What is required :: Below this line is a set of entries; quote exactly the lines from the line that contains "use std::rc::Rc;" to the line that contains "probe.fail_captures -= 1;", both lines included.
----- Provided entries
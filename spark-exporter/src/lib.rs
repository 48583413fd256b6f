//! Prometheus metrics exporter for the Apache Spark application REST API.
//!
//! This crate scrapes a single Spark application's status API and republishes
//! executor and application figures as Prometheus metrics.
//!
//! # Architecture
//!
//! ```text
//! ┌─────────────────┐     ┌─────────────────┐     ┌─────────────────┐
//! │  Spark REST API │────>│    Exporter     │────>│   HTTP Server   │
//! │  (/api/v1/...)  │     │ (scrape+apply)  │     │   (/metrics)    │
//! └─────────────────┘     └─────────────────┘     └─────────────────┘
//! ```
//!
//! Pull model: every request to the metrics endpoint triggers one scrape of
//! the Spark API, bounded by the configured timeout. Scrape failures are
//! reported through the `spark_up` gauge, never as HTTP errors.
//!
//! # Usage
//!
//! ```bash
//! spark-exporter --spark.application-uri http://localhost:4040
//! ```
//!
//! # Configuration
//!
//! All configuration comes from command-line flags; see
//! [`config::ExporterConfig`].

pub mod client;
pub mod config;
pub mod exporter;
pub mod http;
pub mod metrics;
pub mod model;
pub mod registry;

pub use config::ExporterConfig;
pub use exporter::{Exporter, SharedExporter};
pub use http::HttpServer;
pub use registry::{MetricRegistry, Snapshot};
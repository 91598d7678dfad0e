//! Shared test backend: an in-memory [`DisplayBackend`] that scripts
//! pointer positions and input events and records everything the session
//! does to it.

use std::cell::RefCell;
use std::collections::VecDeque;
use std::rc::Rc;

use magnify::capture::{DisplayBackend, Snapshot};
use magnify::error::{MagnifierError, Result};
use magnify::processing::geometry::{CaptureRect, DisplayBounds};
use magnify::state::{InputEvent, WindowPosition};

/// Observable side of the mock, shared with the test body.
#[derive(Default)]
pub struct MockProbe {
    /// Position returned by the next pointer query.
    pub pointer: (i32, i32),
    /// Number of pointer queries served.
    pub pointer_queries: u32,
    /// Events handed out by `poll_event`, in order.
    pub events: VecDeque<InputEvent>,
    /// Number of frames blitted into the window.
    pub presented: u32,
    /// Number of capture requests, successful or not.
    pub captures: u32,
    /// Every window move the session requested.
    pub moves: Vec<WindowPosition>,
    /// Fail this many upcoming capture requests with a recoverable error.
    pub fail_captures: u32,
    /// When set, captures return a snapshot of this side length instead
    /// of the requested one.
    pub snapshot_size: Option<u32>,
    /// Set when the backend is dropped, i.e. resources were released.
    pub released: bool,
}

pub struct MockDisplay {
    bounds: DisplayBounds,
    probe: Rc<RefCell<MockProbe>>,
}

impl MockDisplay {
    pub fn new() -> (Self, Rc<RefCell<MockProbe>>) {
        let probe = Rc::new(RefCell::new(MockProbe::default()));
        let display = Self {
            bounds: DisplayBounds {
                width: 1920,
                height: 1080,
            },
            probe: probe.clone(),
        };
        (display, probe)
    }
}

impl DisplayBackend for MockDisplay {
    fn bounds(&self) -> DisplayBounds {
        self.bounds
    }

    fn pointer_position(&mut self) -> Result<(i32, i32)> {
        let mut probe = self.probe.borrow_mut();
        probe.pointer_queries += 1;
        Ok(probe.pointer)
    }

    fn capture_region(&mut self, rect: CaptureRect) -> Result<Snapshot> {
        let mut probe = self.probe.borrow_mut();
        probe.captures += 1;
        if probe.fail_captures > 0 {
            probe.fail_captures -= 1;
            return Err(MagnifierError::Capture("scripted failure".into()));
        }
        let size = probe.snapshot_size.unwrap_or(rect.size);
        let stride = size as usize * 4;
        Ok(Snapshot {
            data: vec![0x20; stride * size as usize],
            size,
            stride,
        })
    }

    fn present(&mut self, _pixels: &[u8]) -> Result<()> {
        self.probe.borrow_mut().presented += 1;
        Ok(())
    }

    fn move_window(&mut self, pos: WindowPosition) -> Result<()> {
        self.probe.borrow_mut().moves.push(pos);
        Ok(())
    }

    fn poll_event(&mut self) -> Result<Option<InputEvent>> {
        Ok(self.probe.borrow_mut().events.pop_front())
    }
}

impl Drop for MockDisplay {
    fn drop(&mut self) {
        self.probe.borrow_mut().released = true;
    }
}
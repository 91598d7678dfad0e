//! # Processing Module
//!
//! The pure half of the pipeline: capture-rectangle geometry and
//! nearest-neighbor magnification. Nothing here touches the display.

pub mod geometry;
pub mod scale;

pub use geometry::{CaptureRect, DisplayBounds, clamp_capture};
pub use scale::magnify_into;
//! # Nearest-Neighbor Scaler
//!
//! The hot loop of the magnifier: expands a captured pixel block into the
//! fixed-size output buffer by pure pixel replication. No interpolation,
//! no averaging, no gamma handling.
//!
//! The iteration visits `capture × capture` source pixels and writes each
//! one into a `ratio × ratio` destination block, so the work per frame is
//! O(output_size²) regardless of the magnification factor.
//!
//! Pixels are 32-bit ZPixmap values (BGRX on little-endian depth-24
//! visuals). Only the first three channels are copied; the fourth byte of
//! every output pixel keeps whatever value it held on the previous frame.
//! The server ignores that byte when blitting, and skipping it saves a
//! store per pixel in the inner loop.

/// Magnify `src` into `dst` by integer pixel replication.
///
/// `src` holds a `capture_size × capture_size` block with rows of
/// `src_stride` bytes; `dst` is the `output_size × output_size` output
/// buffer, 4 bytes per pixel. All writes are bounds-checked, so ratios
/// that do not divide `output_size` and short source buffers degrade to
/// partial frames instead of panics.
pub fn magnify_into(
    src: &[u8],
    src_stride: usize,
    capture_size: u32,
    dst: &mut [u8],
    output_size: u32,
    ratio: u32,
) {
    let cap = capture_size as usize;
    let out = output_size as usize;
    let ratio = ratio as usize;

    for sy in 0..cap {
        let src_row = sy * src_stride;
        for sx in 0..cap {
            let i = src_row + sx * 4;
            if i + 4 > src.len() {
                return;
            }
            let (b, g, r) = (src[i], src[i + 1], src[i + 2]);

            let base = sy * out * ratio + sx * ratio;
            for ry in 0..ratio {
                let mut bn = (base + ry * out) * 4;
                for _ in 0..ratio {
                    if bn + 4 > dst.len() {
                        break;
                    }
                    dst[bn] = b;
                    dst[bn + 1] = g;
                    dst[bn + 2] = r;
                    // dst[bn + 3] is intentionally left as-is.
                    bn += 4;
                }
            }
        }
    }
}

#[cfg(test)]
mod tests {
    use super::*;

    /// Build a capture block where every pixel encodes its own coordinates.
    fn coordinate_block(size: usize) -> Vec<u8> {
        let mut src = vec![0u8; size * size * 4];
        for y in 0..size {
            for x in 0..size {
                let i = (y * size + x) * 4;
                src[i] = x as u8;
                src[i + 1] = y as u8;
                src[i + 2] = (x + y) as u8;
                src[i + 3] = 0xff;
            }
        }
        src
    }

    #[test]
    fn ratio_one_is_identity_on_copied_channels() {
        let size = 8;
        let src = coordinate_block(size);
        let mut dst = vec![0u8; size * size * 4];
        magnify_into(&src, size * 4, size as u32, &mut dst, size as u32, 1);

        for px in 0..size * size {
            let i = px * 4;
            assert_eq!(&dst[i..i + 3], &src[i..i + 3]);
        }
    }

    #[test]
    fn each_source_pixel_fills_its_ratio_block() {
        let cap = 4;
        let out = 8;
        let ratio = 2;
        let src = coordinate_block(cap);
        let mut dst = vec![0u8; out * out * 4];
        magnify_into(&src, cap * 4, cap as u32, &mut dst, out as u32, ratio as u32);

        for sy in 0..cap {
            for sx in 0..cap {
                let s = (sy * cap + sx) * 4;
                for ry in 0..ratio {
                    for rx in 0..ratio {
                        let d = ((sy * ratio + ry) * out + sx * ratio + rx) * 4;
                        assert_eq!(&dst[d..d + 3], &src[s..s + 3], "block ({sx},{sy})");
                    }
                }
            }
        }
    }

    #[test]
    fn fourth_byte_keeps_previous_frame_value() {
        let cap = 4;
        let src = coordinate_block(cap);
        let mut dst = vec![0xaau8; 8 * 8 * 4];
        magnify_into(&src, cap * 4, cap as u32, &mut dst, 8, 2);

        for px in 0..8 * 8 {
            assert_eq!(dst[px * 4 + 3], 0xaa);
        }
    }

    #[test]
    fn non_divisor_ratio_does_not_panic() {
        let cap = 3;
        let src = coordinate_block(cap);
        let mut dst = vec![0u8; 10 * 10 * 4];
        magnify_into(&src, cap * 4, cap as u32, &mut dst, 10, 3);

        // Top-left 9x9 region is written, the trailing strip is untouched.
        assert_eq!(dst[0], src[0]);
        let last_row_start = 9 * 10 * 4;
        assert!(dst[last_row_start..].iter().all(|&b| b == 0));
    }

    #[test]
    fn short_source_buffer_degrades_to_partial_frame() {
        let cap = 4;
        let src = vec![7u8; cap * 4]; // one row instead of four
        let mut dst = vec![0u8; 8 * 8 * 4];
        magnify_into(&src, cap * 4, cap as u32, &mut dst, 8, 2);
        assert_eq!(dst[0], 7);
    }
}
----------
Written solution ::
use std::rc::Rc;

use magnify::capture::{DisplayBackend, Snapshot};
use magnify::error::{MagnifierError, Result};
use magnify::processing::geometry::{CaptureRect, DisplayBounds};
use magnify::state::{InputEvent, WindowPosition};

/// Observable side of the mock, shared with the test body.
#[derive(Default)]
pub struct MockProbe {
    /// Position returned by the next pointer query.
    pub pointer: (i32, i32),
    /// Number of pointer queries served.
    pub pointer_queries: u32,
    /// Events handed out by `poll_event`, in order.
    pub events: VecDeque<InputEvent>,
    /// Number of frames blitted into the window.
    pub presented: u32,
    /// Number of capture requests, successful or not.
    pub captures: u32,
    /// Every window move the session requested.
    pub moves: Vec<WindowPosition>,
    /// Fail this many upcoming capture requests with a recoverable error.
    pub fail_captures: u32,
    /// When set, captures return a snapshot of this side length instead
    /// of the requested one.
    pub snapshot_size: Option<u32>,
    /// Set when the backend is dropped, i.e. resources were released.
    pub released: bool,
}

pub struct MockDisplay {
    bounds: DisplayBounds,
    probe: Rc<RefCell<MockProbe>>,
}

impl MockDisplay {
    pub fn new() -> (Self, Rc<RefCell<MockProbe>>) {
        let probe = Rc::new(RefCell::new(MockProbe::default()));
        let display = Self {
            bounds: DisplayBounds {
                width: 1920,
                height: 1080,
            },
            probe: probe.clone(),
        };
        (display, probe)
    }
}

impl DisplayBackend for MockDisplay {
    fn bounds(&self) -> DisplayBounds {
        self.bounds
    }

    fn pointer_position(&mut self) -> Result<(i32, i32)> {
        let mut probe = self.probe.borrow_mut();
        probe.pointer_queries += 1;
        Ok(probe.pointer)
    }

    fn capture_region(&mut self, rect: CaptureRect) -> Result<Snapshot> {
        let mut probe = self.probe.borrow_mut();
        probe.captures += 1;
        if probe.fail_captures > 0 {
            probe.fail_captures -= 1;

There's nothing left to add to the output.